======== EXERCISE MATERIALS

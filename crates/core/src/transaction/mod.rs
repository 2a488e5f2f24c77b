//! Transactions: recording, editing, listing and summarising.

pub mod error;
pub mod service;
pub mod summary;
pub mod types;

pub use error::TransactionError;
pub use service::TransactionService;
pub use summary::{CategoryBreakdown, FinancialSummary};
pub use types::{
    CreateTransactionInput, Transaction, TransactionFilter, TransactionType,
    UpdateTransactionInput,
};
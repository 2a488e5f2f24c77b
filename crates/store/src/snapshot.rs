//! JSON snapshot of every user's records.

use std::path::{Path, PathBuf};

use serde::{Deserialize, Serialize};
use tally_core::budget::Budget;
use tally_core::category::CategoryRegistry;
use tally_core::transaction::Transaction;
use tally_shared::types::UserId;
use thiserror::Error;
use tracing::debug;

/// Error types for snapshot files.
#[derive(Debug, Error)]
pub enum SnapshotError {
    /// File could not be read or written.
    #[error("Snapshot I/O error at {path}: {source}")]
    Io {
        /// Offending path.
        path: PathBuf,
        /// Underlying error.
        #[source]
        source: std::io::Error,
    },

    /// File contents are not a valid snapshot.
    #[error("Malformed snapshot: {0}")]
    Json(#[from] serde_json::Error),
}

/// A user's category registry.
#[derive(Debug, Clone, PartialEq, Eq, Serialize, Deserialize)]
pub struct UserCategories {
    /// Owning user.
    pub user_id: UserId,
    /// Registered categories.
    #[serde(flatten)]
    pub categories: CategoryRegistry,
}

/// Everything the store holds, as written to disk.
#[derive(Debug, Clone, Default, PartialEq, Eq, Serialize, Deserialize)]
pub struct Snapshot {
    /// All budgets.
    #[serde(default)]
    pub budgets: Vec<Budget>,
    /// All transactions.
    #[serde(default)]
    pub transactions: Vec<Transaction>,
    /// Category registries of users that have one.
    #[serde(default)]
    pub categories: Vec<UserCategories>,
}

impl Snapshot {
    /// Reads a snapshot. A missing file yields an empty snapshot.
    ///
    /// # Errors
    ///
    /// Returns an error if the file exists but cannot be read or parsed.
    pub async fn load(path: &Path) -> Result<Self, SnapshotError> {
        let data = match tokio::fs::read_to_string(path).await {
            Ok(data) => data,
            Err(e) if e.kind() == std::io::ErrorKind::NotFound => {
                debug!(path = %path.display(), "No snapshot yet, starting empty");
                return Ok(Self::default());
            }
            Err(source) => {
                return Err(SnapshotError::Io {
                    path: path.to_path_buf(),
                    source,
                });
            }
        };

        Ok(serde_json::from_str(&data)?)
    }

    /// Writes the snapshot by staging to a sibling temp file and renaming it
    /// over `path`, so a failed write leaves the previous file intact.
    ///
    /// # Errors
    ///
    /// Returns an error if the file cannot be written.
    pub async fn save(&self, path: &Path) -> Result<(), SnapshotError> {
        let io_err = |source| SnapshotError::Io {
            path: path.to_path_buf(),
            source,
        };

        if let Some(parent) = path.parent().filter(|p| !p.as_os_str().is_empty()) {
            tokio::fs::create_dir_all(parent).await.map_err(io_err)?;
        }

        let json = serde_json::to_string_pretty(self)?;
        let tmp = path.with_extension("json.tmp");
        tokio::fs::write(&tmp, json).await.map_err(io_err)?;
        tokio::fs::rename(&tmp, path).await.map_err(io_err)?;

        debug!(
            path = %path.display(),
            budgets = self.budgets.len(),
            transactions = self.transactions.len(),
            "Snapshot written"
        );
        Ok(())
    }
}
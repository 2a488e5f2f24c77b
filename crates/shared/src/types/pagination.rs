//! Page-at-a-time listing.

use serde::{Deserialize, Serialize};

/// Which page of a listing to return.
#[derive(Debug, Clone, Copy, PartialEq, Eq, Serialize, Deserialize)]
pub struct PageRequest {
    /// Page number (1-indexed).
    #[serde(default = "default_page")]
    pub page: u32,
    /// Maximum number of items per page.
    #[serde(default = "default_limit")]
    pub limit: u32,
}

fn default_page() -> u32 {
    1
}

fn default_limit() -> u32 {
    10
}

impl Default for PageRequest {
    fn default() -> Self {
        Self {
            page: default_page(),
            limit: default_limit(),
        }
    }
}

impl PageRequest {
    /// Creates a request, clamping page and limit to at least 1.
    #[must_use]
    pub fn new(page: u32, limit: u32) -> Self {
        Self {
            page: page.max(1),
            limit: limit.max(1),
        }
    }

    /// Number of items skipped before this page starts.
    #[must_use]
    pub fn offset(&self) -> usize {
        self.page.saturating_sub(1) as usize * self.limit.max(1) as usize
    }

    /// Cuts this page out of an already ordered listing.
    #[must_use]
    pub fn paginate<T>(&self, items: Vec<T>) -> Page<T> {
        let total = items.len();
        let limit = self.limit.max(1) as usize;
        let items = items.into_iter().skip(self.offset()).take(limit).collect();

        Page {
            items,
            total,
            total_pages: total.div_ceil(limit),
            current_page: self.page.max(1),
        }
    }
}

/// One page of a listing plus the totals needed to render page controls.
#[derive(Debug, Clone, PartialEq, Eq, Serialize, Deserialize)]
pub struct Page<T> {
    /// The items on this page.
    pub items: Vec<T>,
    /// Total number of items across all pages.
    pub total: usize,
    /// Total number of pages (0 for an empty listing).
    pub total_pages: usize,
    /// The page returned.
    pub current_page: u32,
}

#[cfg(test)]
#[path = "pagination_tests.rs"]
mod tests;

================

§ **WHAT THIS TASK INVOLVES**: In the data above, start at the line that has "pub struct PageRequest", stop after the line that has "pub fn paginate<T>(&self, items: Vec<T>)", and print every line in between exactly as it stands.

§ **ANSWER SPACE**:
pub struct PageRequest {
    /// Page number (1-indexed).
    #[serde(default = "default_page")]
    pub page: u32,
    /// Maximum number of items per page.
    #[serde(default = "default_limit")]
    pub limit: u32,
}

fn default_page() -> u32 {
    1
}

fn default_limit() -> u32 {
    10
}

impl Default for PageRequest {
    fn default() -> Self {
        Self {
            page: default_page(),
            limit: default_limit(),
        }
    }
}

impl PageRequest {
    /// Creates a request, clamping page and limit to at least 1.
    #[must_use]
    pub fn new(page: u32, limit: u32) -> Self {
        Self {
            page: page.max(1),
            limit: limit.max(1),
        }
    }

    /// Number of items skipped before this page starts.
    #[must_use]
    pub fn offset(&self) -> usize {
        self.page.saturating_sub(1) as usize * self.limit.max(1) as usize
    }

    /// Cuts this page out of an already ordered listing.
    #[must_use]
    pub fn paginate<T>(&self, items: Vec<T>) -> Page<T> {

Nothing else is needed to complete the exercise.